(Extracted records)
········

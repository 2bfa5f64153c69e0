// Copyright 2026 Dropbox (created by Andrew Yates <ayates@dropbox.com>)

//! Scrape-Queue Manager: a worker pool over the persisted scrape queue.
//!
//! Workers claim the highest-priority ready request, honor per-domain
//! token buckets, and fetch with the pipeline's HTTP deadline. Successful
//! fetches flow to the deep-crawl collector for extraction; exhausted
//! requests release their subscribed candidates so the classifier can
//! forward them unenriched. Retries use exponential backoff with jitter
//! to avoid thundering herds against a recovering site.

use std::sync::Arc;
use std::time::Duration;

use chrono::Utc;
use rand::Rng;
use tokio::sync::{mpsc, watch};
use tracing::{debug, warn};

use crate::adapters::HttpFetcher;
use crate::config::{ScrapeConfig, TimeoutConfig};
use crate::metrics;
use crate::queue::{PersistedQueue, StoredScrapeRequest};
use crate::ratelimit::DomainRateLimiter;

/// A successfully fetched scrape request, ready for extraction.
#[derive(Debug)]
pub struct ScrapeFetched {
    /// The claimed request
    pub request: StoredScrapeRequest,
    /// HTTP status of the fetch
    pub status: u16,
    /// Response body
    pub body: String,
    /// Candidate hashes subscribed to this URL
    pub subscribers: Vec<String>,
}

/// The scrape worker pool.
pub struct ScrapeQueueManager {
    queue: PersistedQueue,
    fetcher: Arc<dyn HttpFetcher>,
    domains: Arc<DomainRateLimiter>,
    config: ScrapeConfig,
    timeouts: TimeoutConfig,
    /// Successful fetches, consumed by the deep-crawl collector
    fetched_tx: mpsc::Sender<ScrapeFetched>,
    /// Candidate hashes released by final failures, consumed by the
    /// pipeline to un-park candidates
    released_tx: mpsc::Sender<Vec<String>>,
}

impl ScrapeQueueManager {
    /// Build a manager over the shared queue and fetcher.
    #[must_use]
    pub fn new(
        queue: PersistedQueue,
        fetcher: Arc<dyn HttpFetcher>,
        config: ScrapeConfig,
        timeouts: TimeoutConfig,
        fetched_tx: mpsc::Sender<ScrapeFetched>,
        released_tx: mpsc::Sender<Vec<String>>,
    ) -> Self {
        let domains = Arc::new(DomainRateLimiter::new(config.domain_quota_per_minute));
        Self {
            queue,
            fetcher,
            domains,
            config,
            timeouts,
            fetched_tx,
            released_tx,
        }
    }

    /// Spawn the worker pool; workers run until `shutdown` flips to true.
    #[must_use]
    pub fn spawn_workers(
        self: Arc<Self>,
        shutdown: watch::Receiver<bool>,
    ) -> Vec<tokio::task::JoinHandle<()>> {
        (0..self.config.workers.max(1))
            .map(|i| {
                let manager = Arc::clone(&self);
                let shutdown = shutdown.clone();
                tokio::spawn(async move {
                    manager.worker_loop(&format!("scrape-worker-{i}"), shutdown).await;
                })
            })
            .collect()
    }

    async fn worker_loop(&self, worker_id: &str, mut shutdown: watch::Receiver<bool>) {
        loop {
            if *shutdown.borrow() {
                debug!(worker = worker_id, "scrape worker shutting down");
                break;
            }
            let claimed = match self.queue.scrape_claim_next_ready(worker_id).await {
                Ok(claimed) => claimed,
                Err(e) => {
                    warn!(worker = worker_id, error = %e, "claim failed; backing off");
                    tokio::time::sleep(self.config.poll_interval).await;
                    continue;
                }
            };
            let Some(request) = claimed else {
                // Idle: wait for the poll interval or shutdown.
                tokio::select! {
                    _ = tokio::time::sleep(self.config.poll_interval) => {}
                    _ = shutdown.changed() => {}
                }
                continue;
            };
            self.process(worker_id, request).await;
        }
    }

    async fn process(&self, worker_id: &str, request: StoredScrapeRequest) {
        // Per-domain politeness: a denied claim is deferred, not failed,
        // and does not consume an attempt.
        let admission = self.domains.try_acquire(&request.host);
        if !admission.allowed {
            let wait = admission.wait_hint.unwrap_or(self.config.poll_interval);
            let at = Utc::now().timestamp() + wait.as_secs().max(1) as i64;
            if let Err(e) = self
                .queue
                .scrape_defer(request.id, "per-domain rate limit", at)
                .await
            {
                warn!(worker = worker_id, error = %e, "defer failed");
            }
            return;
        }

        debug!(
            worker = worker_id,
            url = %request.url,
            attempt = request.attempts,
            "fetching scrape target"
        );
        let result = self
            .fetcher
            .fetch(&request.url, &Default::default(), self.timeouts.http)
            .await;

        match result {
            Ok(response) if (200..300).contains(&response.status) => {
                match self.queue.scrape_complete(request.id).await {
                    Ok(subscribers) => {
                        metrics::SCRAPE_REQUESTS_TOTAL
                            .with_label_values(&["completed"])
                            .inc();
                        let fetched = ScrapeFetched {
                            request,
                            status: response.status,
                            body: response.body,
                            subscribers,
                        };
                        if self.fetched_tx.send(fetched).await.is_err() {
                            warn!("deep-crawl consumer closed; dropping fetched page");
                        }
                    }
                    Err(e) => warn!(worker = worker_id, error = %e, "complete failed"),
                }
            }
            Ok(response) => {
                self.handle_failure(&request, format!("HTTP {}", response.status))
                    .await;
            }
            Err(e) => {
                self.handle_failure(&request, e.to_string()).await;
            }
        }
    }

    async fn handle_failure(&self, request: &StoredScrapeRequest, error: String) {
        if request.attempts >= request.max_attempts {
            warn!(
                url = %request.url,
                attempts = request.attempts,
                error = %error,
                "scrape attempts exhausted; releasing parked candidates"
            );
            metrics::SCRAPE_REQUESTS_TOTAL
                .with_label_values(&["failed"])
                .inc();
            match self.queue.scrape_fail(request.id, &error).await {
                Ok(subscribers) if !subscribers.is_empty() => {
                    let _ = self.released_tx.send(subscribers).await;
                }
                Ok(_) => {}
                Err(e) => warn!(error = %e, "failed to mark scrape request failed"),
            }
            return;
        }

        let delay = backoff_delay(&self.config, request.attempts);
        let at = Utc::now().timestamp() + delay.as_secs() as i64;
        debug!(
            url = %request.url,
            attempt = request.attempts,
            delay_secs = delay.as_secs(),
            error = %error,
            "scrape failed, retrying"
        );
        metrics::SCRAPE_REQUESTS_TOTAL
            .with_label_values(&["retrying"])
            .inc();
        if let Err(e) = self.queue.scrape_retry(request.id, &error, at).await {
            warn!(error = %e, "failed to reschedule scrape request");
        }
    }
}

/// Exponential backoff with jitter: `base * 2^(attempt-1)`, capped, then
/// +/- `jitter_frac`.
#[must_use]
pub fn backoff_delay(config: &ScrapeConfig, attempt: u32) -> Duration {
    let exp = 1u64.checked_shl(attempt.saturating_sub(1)).unwrap_or(u64::MAX);
    let base = config
        .backoff_base
        .as_secs_f64()
        .min(config.backoff_cap.as_secs_f64());
    let delay = (base * exp as f64).min(config.backoff_cap.as_secs_f64());
    // Jitter in [-jitter_frac, +jitter_frac] to prevent thundering herd.
    let jitter = 1.0 + config.jitter_frac * (rand::thread_rng().gen::<f64>() * 2.0 - 1.0);
    Duration::from_secs_f64((delay * jitter).max(0.0))
}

········

■ **To do**:
Repeat the data. Keep every word the same.

■ **Exercise answer**:
repository 2bfa5f64153c69e0
// Copyright 2026 Dropbox (created by Andrew Yates <ayates@dropbox.com>)

//! Scrape-Queue Manager: a worker pool over the persisted scrape queue.
//!
//! Workers claim the highest-priority ready request, honor per-domain
//! token buckets, and fetch with the pipeline's HTTP deadline. Successful
//! fetches flow to the deep-crawl collector for extraction; exhausted
//! requests release their subscribed candidates so the classifier can
//! forward them unenriched. Retries use exponential backoff with jitter
//! to avoid thundering herds against a recovering site.

use std::sync::Arc;
use std::time::Duration;

use chrono::Utc;
use rand::Rng;
use tokio::sync::{mpsc, watch};
use tracing::{debug, warn};

use crate::adapters::HttpFetcher;
use crate::config::{ScrapeConfig, TimeoutConfig};
use crate::metrics;
use crate::queue::{PersistedQueue, StoredScrapeRequest};
use crate::ratelimit::DomainRateLimiter;

/// A successfully fetched scrape request, ready for extraction.
#[derive(Debug)]
pub struct ScrapeFetched {
    /// The claimed request
    pub request: StoredScrapeRequest,
    /// HTTP status of the fetch
    pub status: u16,
    /// Response body
    pub body: String,
    /// Candidate hashes subscribed to this URL
    pub subscribers: Vec<String>,
}

/// The scrape worker pool.
pub struct ScrapeQueueManager {
    queue: PersistedQueue,
    fetcher: Arc<dyn HttpFetcher>,
    domains: Arc<DomainRateLimiter>,
    config: ScrapeConfig,
    timeouts: TimeoutConfig,
    /// Successful fetches, consumed by the deep-crawl collector
    fetched_tx: mpsc::Sender<ScrapeFetched>,
    /// Candidate hashes released by final failures, consumed by the
    /// pipeline to un-park candidates
    released_tx: mpsc::Sender<Vec<String>>,
}

impl ScrapeQueueManager {
    /// Build a manager over the shared queue and fetcher.
    #[must_use]
    pub fn new(
        queue: PersistedQueue,
        fetcher: Arc<dyn HttpFetcher>,
        config: ScrapeConfig,
        timeouts: TimeoutConfig,
        fetched_tx: mpsc::Sender<ScrapeFetched>,
        released_tx: mpsc::Sender<Vec<String>>,
    ) -> Self {
        let domains = Arc::new(DomainRateLimiter::new(config.domain_quota_per_minute));
        Self {
            queue,
            fetcher,
            domains,
            config,
            timeouts,
            fetched_tx,
            released_tx,
        }
    }

    /// Spawn the worker pool; workers run until `shutdown` flips to true.
    #[must_use]
    pub fn spawn_workers(
        self: Arc<Self>,
        shutdown: watch::Receiver<bool>,
    ) -> Vec<tokio::task::JoinHandle<()>> {
        (0..self.config.workers.max(1))
            .map(|i| {
                let manager = Arc::clone(&self);
                let shutdown = shutdown.clone();
                tokio::spawn(async move {
                    manager.worker_loop(&format!("scrape-worker-{i}"), shutdown).await;
                })
            })
            .collect()
    }

    async fn worker_loop(&self, worker_id: &str, mut shutdown: watch::Receiver<bool>) {
        loop {
            if *shutdown.borrow() {
                debug!(worker = worker_id, "scrape worker shutting down");
                break;
            }
            let claimed = match self.queue.scrape_claim_next_ready(worker_id).await {
                Ok(claimed) => claimed,
                Err(e) => {
                    warn!(worker = worker_id, error = %e, "claim failed; backing off");
                    tokio::time::sleep(self.config.poll_interval).await;
                    continue;
                }
            };
            let Some(request) = claimed else {
                // Idle: wait for the poll interval or shutdown.
                tokio::select! {
                    _ = tokio::time::sleep(self.config.poll_interval) => {}
                    _ = shutdown.changed() => {}
                }
                continue;
            };
            self.process(worker_id, request).await;
        }
    }

    async fn process(&self, worker_id: &str, request: StoredScrapeRequest) {
        // Per-domain politeness: a denied claim is deferred, not failed,
        // and does not consume an attempt.
        let admission = self.domains.try_acquire(&request.host);
        if !admission.allowed {
            let wait = admission.wait_hint.unwrap_or(self.config.poll_interval);
            let at = Utc::now().timestamp() + wait.as_secs().max(1) as i64;
            if let Err(e) = self
                .queue
                .scrape_defer(request.id, "per-domain rate limit", at)
                .await
            {
                warn!(worker = worker_id, error = %e, "defer failed");
            }
            return;
        }

        debug!(
            worker = worker_id,
            url = %request.url,
            attempt = request.attempts,
            "fetching scrape target"
        );
        let result = self
            .fetcher
            .fetch(&request.url, &Default::default(), self.timeouts.http)
            .await;

        match result {
            Ok(response) if (200..300).contains(&response.status) => {
                match self.queue.scrape_complete(request.id).await {
                    Ok(subscribers) => {
                        metrics::SCRAPE_REQUESTS_TOTAL
                            .with_label_values(&["completed"])
                            .inc();
                        let fetched = ScrapeFetched {
                            request,
                            status: response.status,
                            body: response.body,
                            subscribers,
                        };
                        if self.fetched_tx.send(fetched).await.is_err() {
                            warn!("deep-crawl consumer closed; dropping fetched page");
                        }
                    }
                    Err(e) => warn!(worker = worker_id, error = %e, "complete failed"),
                }
            }
            Ok(response) => {
                self.handle_failure(&request, format!("HTTP {}", response.status))
                    .await;
            }
            Err(e) => {
                self.handle_failure(&request, e.to_string()).await;
            }
        }
    }

    async fn handle_failure(&self, request: &StoredScrapeRequest, error: String) {
        if request.attempts >= request.max_attempts {
            warn!(
                url = %request.url,
                attempts = request.attempts,
                error = %error,
                "scrape attempts exhausted; releasing parked candidates"
            );
            metrics::SCRAPE_REQUESTS_TOTAL
                .with_label_values(&["failed"])
                .inc();
            match self.queue.scrape_fail(request.id, &error).await {
                Ok(subscribers) if !subscribers.is_empty() => {
                    let _ = self.released_tx.send(subscribers).await;
                }
                Ok(_) => {}
                Err(e) => warn!(error = %e, "failed to mark scrape request failed"),
            }
            return;
        }

        let delay = backoff_delay(&self.config, request.attempts);
        let at = Utc::now().timestamp() + delay.as_secs() as i64;
        debug!(
            url = %request.url,
            attempt = request.attempts,
            delay_secs = delay.as_secs(),
            error = %error,
            "scrape failed, retrying"
        );
        metrics::SCRAPE_REQUESTS_TOTAL
            .with_label_values(&["retrying"])
            .inc();
        if let Err(e) = self.queue.scrape_retry(request.id, &error, at).await {
            warn!(error = %e, "failed to reschedule scrape request");
        }
    }
}

/// Exponential backoff with jitter: `base * 2^(attempt-1)`, capped, then
/// +/- `jitter_frac`.
#[must_use]
pub fn backoff_delay(config: &ScrapeConfig, attempt: u32) -> Duration {
    let exp = 1u64.checked_shl(attempt.saturating_sub(1)).unwrap_or(u64::MAX);
    let base = config
        .backoff_base
        .as_secs_f64()
        .min(config.backoff_cap.as_secs_f64());
    let delay = (base * exp as f64).min(config.backoff_cap.as_secs_f64());
    // Jitter in [-jitter_frac, +jitter_frac] to prevent thundering herd.
    let jitter = 1.0 + config.jitter_frac * (rand::thread_rng().gen::<f64>() * 2.0 - 1.0);
    Duration::from_secs_f64((delay * jitter).max(0.0))
}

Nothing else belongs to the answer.